▶ **Task statement**
Which lines in the records below include the word "println"? Report each of them in full.
Records: Begin
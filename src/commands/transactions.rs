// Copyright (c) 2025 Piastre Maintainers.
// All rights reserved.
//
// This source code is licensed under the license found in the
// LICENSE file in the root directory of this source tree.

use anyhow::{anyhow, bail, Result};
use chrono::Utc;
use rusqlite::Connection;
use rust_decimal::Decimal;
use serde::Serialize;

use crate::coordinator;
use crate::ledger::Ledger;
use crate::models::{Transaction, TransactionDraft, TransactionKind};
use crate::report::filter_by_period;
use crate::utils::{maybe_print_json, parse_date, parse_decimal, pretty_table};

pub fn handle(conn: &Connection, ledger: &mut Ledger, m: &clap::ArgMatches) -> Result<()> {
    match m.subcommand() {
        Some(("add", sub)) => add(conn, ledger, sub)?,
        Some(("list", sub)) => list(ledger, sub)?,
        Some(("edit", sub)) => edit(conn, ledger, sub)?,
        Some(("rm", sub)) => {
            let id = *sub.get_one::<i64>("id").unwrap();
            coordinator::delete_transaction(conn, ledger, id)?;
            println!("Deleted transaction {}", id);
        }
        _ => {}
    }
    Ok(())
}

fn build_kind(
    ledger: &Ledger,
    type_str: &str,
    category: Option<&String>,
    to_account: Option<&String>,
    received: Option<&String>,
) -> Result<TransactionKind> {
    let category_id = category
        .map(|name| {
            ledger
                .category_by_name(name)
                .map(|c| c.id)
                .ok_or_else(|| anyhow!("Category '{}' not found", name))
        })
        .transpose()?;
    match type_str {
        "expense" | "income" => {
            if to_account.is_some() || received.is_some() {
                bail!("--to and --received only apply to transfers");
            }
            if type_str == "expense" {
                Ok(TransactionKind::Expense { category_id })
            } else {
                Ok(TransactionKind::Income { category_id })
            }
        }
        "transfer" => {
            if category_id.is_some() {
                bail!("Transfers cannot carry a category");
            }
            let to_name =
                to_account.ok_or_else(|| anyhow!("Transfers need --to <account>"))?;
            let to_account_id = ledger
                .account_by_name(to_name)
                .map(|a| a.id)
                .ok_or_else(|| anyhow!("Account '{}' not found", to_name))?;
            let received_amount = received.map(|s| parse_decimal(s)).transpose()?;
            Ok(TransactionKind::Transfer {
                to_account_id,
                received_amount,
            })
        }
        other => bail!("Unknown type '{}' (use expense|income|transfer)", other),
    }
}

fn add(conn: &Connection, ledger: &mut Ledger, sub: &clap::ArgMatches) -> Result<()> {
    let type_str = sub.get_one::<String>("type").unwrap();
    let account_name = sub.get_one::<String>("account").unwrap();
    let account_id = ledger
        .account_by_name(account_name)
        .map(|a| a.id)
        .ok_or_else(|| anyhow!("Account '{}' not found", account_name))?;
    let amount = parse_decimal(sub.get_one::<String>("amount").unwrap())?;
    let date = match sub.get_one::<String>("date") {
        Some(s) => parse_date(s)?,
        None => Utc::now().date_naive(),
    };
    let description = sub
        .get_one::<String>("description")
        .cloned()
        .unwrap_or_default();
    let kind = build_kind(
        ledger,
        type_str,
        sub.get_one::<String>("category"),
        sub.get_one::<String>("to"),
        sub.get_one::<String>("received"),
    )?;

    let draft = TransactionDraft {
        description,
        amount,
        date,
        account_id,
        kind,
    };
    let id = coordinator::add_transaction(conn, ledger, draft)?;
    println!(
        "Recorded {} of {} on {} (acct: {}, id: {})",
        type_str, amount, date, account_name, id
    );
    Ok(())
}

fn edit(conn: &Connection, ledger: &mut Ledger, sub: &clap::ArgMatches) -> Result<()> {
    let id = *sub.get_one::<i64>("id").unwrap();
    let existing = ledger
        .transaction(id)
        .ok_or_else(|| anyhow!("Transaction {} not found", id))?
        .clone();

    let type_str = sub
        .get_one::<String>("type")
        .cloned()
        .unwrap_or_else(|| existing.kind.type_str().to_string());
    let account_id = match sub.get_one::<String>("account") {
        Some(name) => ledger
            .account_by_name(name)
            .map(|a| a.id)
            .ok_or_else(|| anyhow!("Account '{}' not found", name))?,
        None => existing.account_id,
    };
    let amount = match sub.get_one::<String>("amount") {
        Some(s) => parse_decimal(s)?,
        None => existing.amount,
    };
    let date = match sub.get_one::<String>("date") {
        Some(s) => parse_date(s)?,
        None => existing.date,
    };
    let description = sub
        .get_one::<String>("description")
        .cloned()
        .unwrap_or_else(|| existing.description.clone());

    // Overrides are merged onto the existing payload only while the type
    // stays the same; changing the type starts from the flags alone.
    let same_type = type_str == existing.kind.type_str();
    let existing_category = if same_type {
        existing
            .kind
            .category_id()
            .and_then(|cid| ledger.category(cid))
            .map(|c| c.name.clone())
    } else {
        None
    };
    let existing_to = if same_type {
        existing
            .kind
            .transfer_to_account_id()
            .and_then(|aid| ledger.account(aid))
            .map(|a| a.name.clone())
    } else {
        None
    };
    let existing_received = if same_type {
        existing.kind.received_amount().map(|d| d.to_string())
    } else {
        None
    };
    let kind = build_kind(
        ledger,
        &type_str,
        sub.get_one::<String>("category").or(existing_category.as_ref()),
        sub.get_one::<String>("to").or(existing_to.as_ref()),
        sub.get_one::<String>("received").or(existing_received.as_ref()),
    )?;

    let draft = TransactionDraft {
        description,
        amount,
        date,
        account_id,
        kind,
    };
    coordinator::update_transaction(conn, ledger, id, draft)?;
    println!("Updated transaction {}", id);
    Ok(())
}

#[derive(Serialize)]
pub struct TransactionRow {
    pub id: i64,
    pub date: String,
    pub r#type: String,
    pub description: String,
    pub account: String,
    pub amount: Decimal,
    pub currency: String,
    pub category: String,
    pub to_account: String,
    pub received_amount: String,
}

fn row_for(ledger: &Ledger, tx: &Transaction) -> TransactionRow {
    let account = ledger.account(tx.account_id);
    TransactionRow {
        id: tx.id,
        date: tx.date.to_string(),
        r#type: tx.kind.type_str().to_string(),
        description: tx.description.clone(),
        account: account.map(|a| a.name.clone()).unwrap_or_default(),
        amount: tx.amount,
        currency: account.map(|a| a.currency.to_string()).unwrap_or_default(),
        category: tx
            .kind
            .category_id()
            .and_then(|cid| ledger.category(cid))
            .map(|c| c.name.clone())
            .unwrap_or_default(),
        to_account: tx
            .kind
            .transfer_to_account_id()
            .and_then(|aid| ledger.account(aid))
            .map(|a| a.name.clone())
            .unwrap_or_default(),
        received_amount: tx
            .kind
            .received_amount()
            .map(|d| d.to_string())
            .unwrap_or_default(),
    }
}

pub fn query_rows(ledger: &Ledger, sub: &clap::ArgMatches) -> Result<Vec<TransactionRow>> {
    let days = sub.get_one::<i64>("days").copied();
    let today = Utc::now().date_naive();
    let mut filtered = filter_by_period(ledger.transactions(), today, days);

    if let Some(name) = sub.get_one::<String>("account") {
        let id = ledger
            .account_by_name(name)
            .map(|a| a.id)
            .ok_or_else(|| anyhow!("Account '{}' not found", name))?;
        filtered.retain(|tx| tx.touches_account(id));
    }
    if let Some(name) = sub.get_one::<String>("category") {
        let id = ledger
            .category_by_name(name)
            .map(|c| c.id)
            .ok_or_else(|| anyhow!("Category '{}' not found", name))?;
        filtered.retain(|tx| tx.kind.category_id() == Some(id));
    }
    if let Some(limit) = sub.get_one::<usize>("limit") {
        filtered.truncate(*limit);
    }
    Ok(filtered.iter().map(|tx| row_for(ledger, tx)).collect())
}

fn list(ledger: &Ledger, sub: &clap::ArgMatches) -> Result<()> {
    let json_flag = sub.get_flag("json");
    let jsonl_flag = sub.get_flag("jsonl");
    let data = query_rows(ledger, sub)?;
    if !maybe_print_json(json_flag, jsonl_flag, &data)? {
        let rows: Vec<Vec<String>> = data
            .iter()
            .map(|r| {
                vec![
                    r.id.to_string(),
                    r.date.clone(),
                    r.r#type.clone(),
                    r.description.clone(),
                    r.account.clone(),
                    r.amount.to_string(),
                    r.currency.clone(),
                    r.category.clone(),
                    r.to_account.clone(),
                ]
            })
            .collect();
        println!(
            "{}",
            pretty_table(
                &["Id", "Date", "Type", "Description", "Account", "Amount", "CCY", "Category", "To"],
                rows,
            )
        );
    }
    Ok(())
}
Records: End
▶ **Result of this task**
            println!("Deleted transaction {}", id);
    println!(
    println!("Updated transaction {}", id);
        println!(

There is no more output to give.